In my mind I searched for better words to describe this Super Bowl (indeed, “awesome” and “what the hell?” are words that also would have sufficed), but that one feels the most appropriate. It was weird.

Why? Well, let’s review the oddities we witnessed tonight along the way as the Ravens won Super Bowl XLVII, their second championship in franchise history.

  • This list has to start with the lights going out for 34 minutes in the middle of the third quarter. I’d say that will never happen again, but after tonight, I’m not confident in such a statement.
  • When the lights went out, the Ravens were firmly in control of the game, and leading 28-6. The kaboom happened when the Ravens’ offense hadn’t been on the field yet in the second half. That means with the elongated halftime, they sat for over 80 minutes in real-time.
  • They were sluggish, and suddenly, the Niners weren’t. After scoring only six points in the first half, San Francisco scored 17 unanswered points to come to within five. A three-touchdown lead was nearly erased.
  • Before the darkness, though, was Jacoby Jones, and his contribution to a deep deficit that was challenged but never conquered. Jones began the second half with a playoff record 108-yard kickoff return touchdown that was also one yard short of tying the longest play in NFL history.
  • Jones accounted for 14 points, also adding a 56-yard touchdown reception in which he made a fool out of Chris Culliver, and then juked his way to the end zone. It was his second touchdown reception of 50 yards or more this postseason, and the first catch of that length the 49ers had given up throughout this entire year.
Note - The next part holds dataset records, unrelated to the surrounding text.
//! The five ordered diagram layers.
//!
//! Every layer is a pure function of its inputs and the drawing context and
//! returns the counts it drew for the render summary.

pub mod fibonacci;
pub mod helix;
pub mod overlay;
pub mod tree;
pub mod vesica;

use super::canvas::{Point, Rect};
use crate::config::numerology::NumerologyConstants;

/// Shared layout frame derived once per render call.
#[derive(Debug, Clone, Copy, PartialEq)]
pub struct Frame {
    pub width: f64,
    pub height: f64,
    pub min_side: f64,
    /// `min_side / padding_divisor`, shared by every layer.
    pub margin: f64,
    /// Canvas minus the margin on every side.
    pub inner: Rect,
    pub center: Point,
    /// Base stroke width: `min_side / (ONEFORTYFOUR * THREE)`, at most `margin`.
    pub stroke: f64,
}

impl Frame {
    pub fn new(
        width: f64,
        height: f64,
        padding_divisor: f64,
        constants: &NumerologyConstants,
    ) -> Self {
        let min_side = width.min(height);
        // Keep the inner area non-empty even for tiny divisors.
        let margin = (min_side / padding_divisor).min(min_side / 2.0);
        Self {
            width,
            height,
            min_side,
            margin,
            inner: Rect::new(
                margin,
                margin,
                (width - 2.0 * margin).max(0.0),
                (height - 2.0 * margin).max(0.0),
            ),
            center: Point::new(width / 2.0, height / 2.0),
            stroke: (min_side / (constants.one_forty_four * constants.three)).min(margin),
        }
    }

    /// `stroke * factor`, capped at half the shorter side so extreme
    /// constants never yield infinite widths or offsets.
    pub fn scaled_stroke(&self, factor: f64) -> f64 {
        (self.stroke * factor).min(self.min_side / 2.0)
    }

    /// Largest radius around `center` that stays inside the margin.
    pub fn max_radius(&self) -> f64 {
        (self.min_side / 2.0 - self.margin).max(0.0)
    }
}

/// Upper bound on full turns for the spiral and helix waves.
pub(crate) const MAX_TURNS: f64 = 1024.0;

/// Growth factor that never shrinks, so radial curves stay monotonic.
pub(crate) fn growth_factor(golden_ratio: f64) -> f64 {
    if golden_ratio >= 1.0 {
        golden_ratio
    } else {
        1.0 / golden_ratio
    }
}

#[cfg(test)]
mod tests {
    use super::{growth_factor, Frame};
    use crate::config::numerology::NumerologyConstants;

    #[test]
    fn frame_margin_uses_the_shorter_side() {
        let frame = Frame::new(1440.0, 900.0, 9.0, &NumerologyConstants::default());
        assert_eq!(frame.margin, 100.0);
        assert_eq!(frame.inner.width, 1240.0);
        assert_eq!(frame.inner.height, 700.0);
        assert_eq!(frame.max_radius(), 350.0);
    }

    #[test]
    fn tiny_divisor_never_inverts_the_inner_rect() {
        let frame = Frame::new(400.0, 300.0, 0.5, &NumerologyConstants::default());
        assert_eq!(frame.margin, 150.0);
        assert!(frame.inner.height >= 0.0);
        assert_eq!(frame.max_radius(), 0.0);
    }

    #[test]
    fn extreme_constants_keep_strokes_finite() {
        let constants = NumerologyConstants {
            one_forty_four: 1e-300,
            ..NumerologyConstants::default()
        };
        let frame = Frame::new(1440.0, 900.0, 11.0, &constants);
        assert!(frame.stroke.is_finite());
        assert!(frame.stroke <= frame.margin);
        assert_eq!(frame.scaled_stroke(f64::MAX), 450.0);
    }

    #[test]
    fn growth_factor_is_at_least_one() {
        assert!(growth_factor(0.5) >= 1.0);
        assert_eq!(growth_factor(1.618), 1.618);
    }
}
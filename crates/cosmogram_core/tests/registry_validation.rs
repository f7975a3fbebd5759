use cosmogram_core::registry::validator::UNKNOWN_NODE_ID;
use cosmogram_core::{validate_nodes, NodeSchema, Planet};
use serde_json::{json, Value};

fn node(id: &str, arcana: &str, hour: &str) -> Value {
    json!({
        "id": id,
        "title": "The High Priestess",
        "arcanaKey": arcana,
        "lineages": ["kabbalistic", "tarot"],
        "ndSafe": true,
        "correspondences": { "planetaryHour": hour, "element": "Water" },
        "lattice": { "pillar": 3 },
        "geometry": { "layer": "tree", "angle": 45.0, "radiusRatio": 0.75 }
    })
}

#[test]
fn well_formed_registry_is_fully_valid() {
    let schema = NodeSchema::builtin();
    let records = vec![
        node("ARC-002", "high-priestess", "Moon"),
        node("ARC-000", "fool", "Mercury"),
    ];
    let report = validate_nodes(&schema, &records);

    assert!(report.is_fully_valid(), "issues: {:?}", report.issues);
    assert_eq!(report.valid_nodes.len(), 2);
    assert_eq!(report.valid_nodes[0].correspondences.planetary_hour, Planet::Moon);
    assert_eq!(
        report.valid_nodes[1].correspondences.extra.get("element"),
        Some(&json!("Water"))
    );
}

#[test]
fn bad_id_is_rejected_with_a_pattern_issue() {
    let schema = NodeSchema::builtin();
    let report = validate_nodes(&schema, &[node("bad id", "fool", "Sun")]);

    assert!(report.valid_nodes.is_empty());
    let id_issue = report
        .issues
        .iter()
        .find(|issue| issue.field == "id")
        .expect("id issue reported");
    assert_eq!(id_issue.node_id, "bad id");
    assert!(id_issue.message.contains("does not match pattern"));
}

#[test]
fn every_violation_is_collected_per_node() {
    let schema = NodeSchema::builtin();
    let mut broken = node("ARC-005", "hierophant", "Pluto");
    broken["ndSafe"] = json!(false);
    broken["lineages"] = json!(["hermetic", "druidic"]);
    broken["lattice"]["pillar"] = json!(40);

    let report = validate_nodes(&schema, &[broken, node("ARC-001", "magician", "Mercury")]);

    assert_eq!(report.valid_nodes.len(), 1);
    let fields: Vec<&str> = report
        .issues
        .iter()
        .map(|issue| issue.field.as_str())
        .collect();
    assert!(fields.contains(&"ndSafe"));
    assert!(fields.contains(&"lineages"));
    assert!(fields.contains(&"lattice.pillar"));
    assert!(fields.contains(&"correspondences.planetaryHour"));
    assert!(report.issues.iter().all(|issue| issue.node_id == "ARC-005"));
}

#[test]
fn arcana_key_must_match_its_mapped_id() {
    let schema = NodeSchema::builtin();
    let report = validate_nodes(&schema, &[node("ARC-009", "fool", "Saturn")]);
    let issue = report
        .issues
        .iter()
        .find(|issue| issue.field == "arcanaKey")
        .expect("arcana mismatch reported");
    assert!(issue.message.contains("ARC-000"));
}

#[test]
fn missing_id_is_tagged_unknown() {
    let schema = NodeSchema::builtin();
    let mut record = node("ARC-000", "fool", "Sun");
    record
        .as_object_mut()
        .expect("record is an object")
        .remove("id");
    let report = validate_nodes(&schema, &[record]);
    assert!(report
        .issues
        .iter()
        .any(|issue| issue.node_id == UNKNOWN_NODE_ID && issue.field == "id"));
}

#[test]
fn external_schema_can_widen_lineages() {
    let schema = NodeSchema::from_json(&json!({
        "lineages": ["druidic", "hermetic"]
    }))
    .expect("schema parses");
    let mut record = node("ARC-000", "fool", "Sun");
    record["lineages"] = json!(["druidic"]);
    let report = validate_nodes(&schema, &[record]);
    assert!(report.is_fully_valid(), "issues: {:?}", report.issues);
}
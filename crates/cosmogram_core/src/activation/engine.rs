//! Hourly activation cycle.
//!
//! # Responsibility
//! - Select the valid nodes ruled by the current planetary hour.
//! - Activate each of them and hand the merged result to the renderer.
//!
//! # Invariants
//! - Only validated nodes are ever candidates.
//! - Every activation passes the explicit ND-safe guard.

use super::store::{ActivationGuard, ActivationRecord, ActivationStore};
use crate::planetary::planet::Planet;
use crate::registry::node::NodeRecord;
use log::info;
use serde::Serialize;

/// Valid node merged with its fresh activation record.
#[derive(Debug, Clone, PartialEq, Serialize)]
pub struct ActiveNode {
    pub node: NodeRecord,
    pub activation: ActivationRecord,
}

/// Result of one activation cycle.
#[derive(Debug, Clone, PartialEq)]
pub struct ActivationOutcome {
    pub active_nodes: Vec<ActiveNode>,
    /// One-line description, e.g. `hour=Mars active=2/10`.
    pub summary: String,
}

/// Runs one activation cycle against `store`.
///
/// Nodes whose `correspondences.planetary_hour` equals `current_hour` are
/// activated in input order.
pub fn determine_active_nodes(
    store: &ActivationStore,
    valid_nodes: &[NodeRecord],
    current_hour: Planet,
) -> ActivationOutcome {
    let active_nodes: Vec<ActiveNode> = valid_nodes
        .iter()
        .filter(|node| node.correspondences.planetary_hour == current_hour)
        .filter_map(|node| {
            let guard = ActivationGuard {
                nd_safe: Some(node.nd_safe),
            };
            store
                .activate(&node.id, guard)
                .map(|activation| ActiveNode {
                    node: node.clone(),
                    activation,
                })
        })
        .collect();

    let summary = format!(
        "hour={} active={}/{}",
        current_hour,
        active_nodes.len(),
        valid_nodes.len()
    );
    info!(
        "event=activation_cycle module=activation status=ok hour={} active={} candidates={}",
        current_hour,
        active_nodes.len(),
        valid_nodes.len()
    );

    ActivationOutcome {
        active_nodes,
        summary,
    }
}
It’s a little dumbfounding, really. As we watched Beyonce at halftime and the world learned that she is, in fact, attractive, we assumed that the Super Bowl had reverted to it’s awful, lop-sided form. You know, way in the before time in the mid to late 90′s when big game blowouts were more common. The less die hard among us were ready to kiss babies, polish off brandy, and offer our condolences to another NFL season.

But then Colin Kaepernick started to shed his rookie-ness that had appeared so often during the first half. He looked more like the running and shifty and gazelle-like QB we had come to know and love/hate.

Of his 62 total rushing yards, 46 of them came in the second half, including a 15-yard touchdown scamper in the fourth quarter. Kaepernick also completed two +30 yard passes in the second half.

But the offseason questions that Jim Harbaugh and his offensive coordinator Greg Roman will now deal with will surround the play calling on that final sequence. After Frank Gore’s 33-yard run, the 49ers had the ball on Baltimore’s seven-yard line with 2:39 remaining. They ran one play — a two-yard gain by LaMichael James — and then were rightfully content with letting the clock tick down to the two-minute warming.

Then on second and five, an offense that used the run all year as its foundation while finishing fourth in average yards per game throughout the regular season (155.7) while also scoring 17 rushing touchdowns didn’t rely on that same power and strength to get the final five yards required for a championship.

The large, bruising Frank Gore wasn’t used in a goal-line situation, and neither was James in the flats to get outside. The big-bodied Vernon Davis was ignored as a red-zone target too, even after he caught six balls for 124 yards previously, with one of those receptions a 29 yarder. No, instead Michael Crabtree was targeted three times, resulting in three incompletions.

It was a puzzling sequence, and one that erased a brilliant second half by Kaepernick, while ensuring that Ray Lewis’ last ride would end with glory.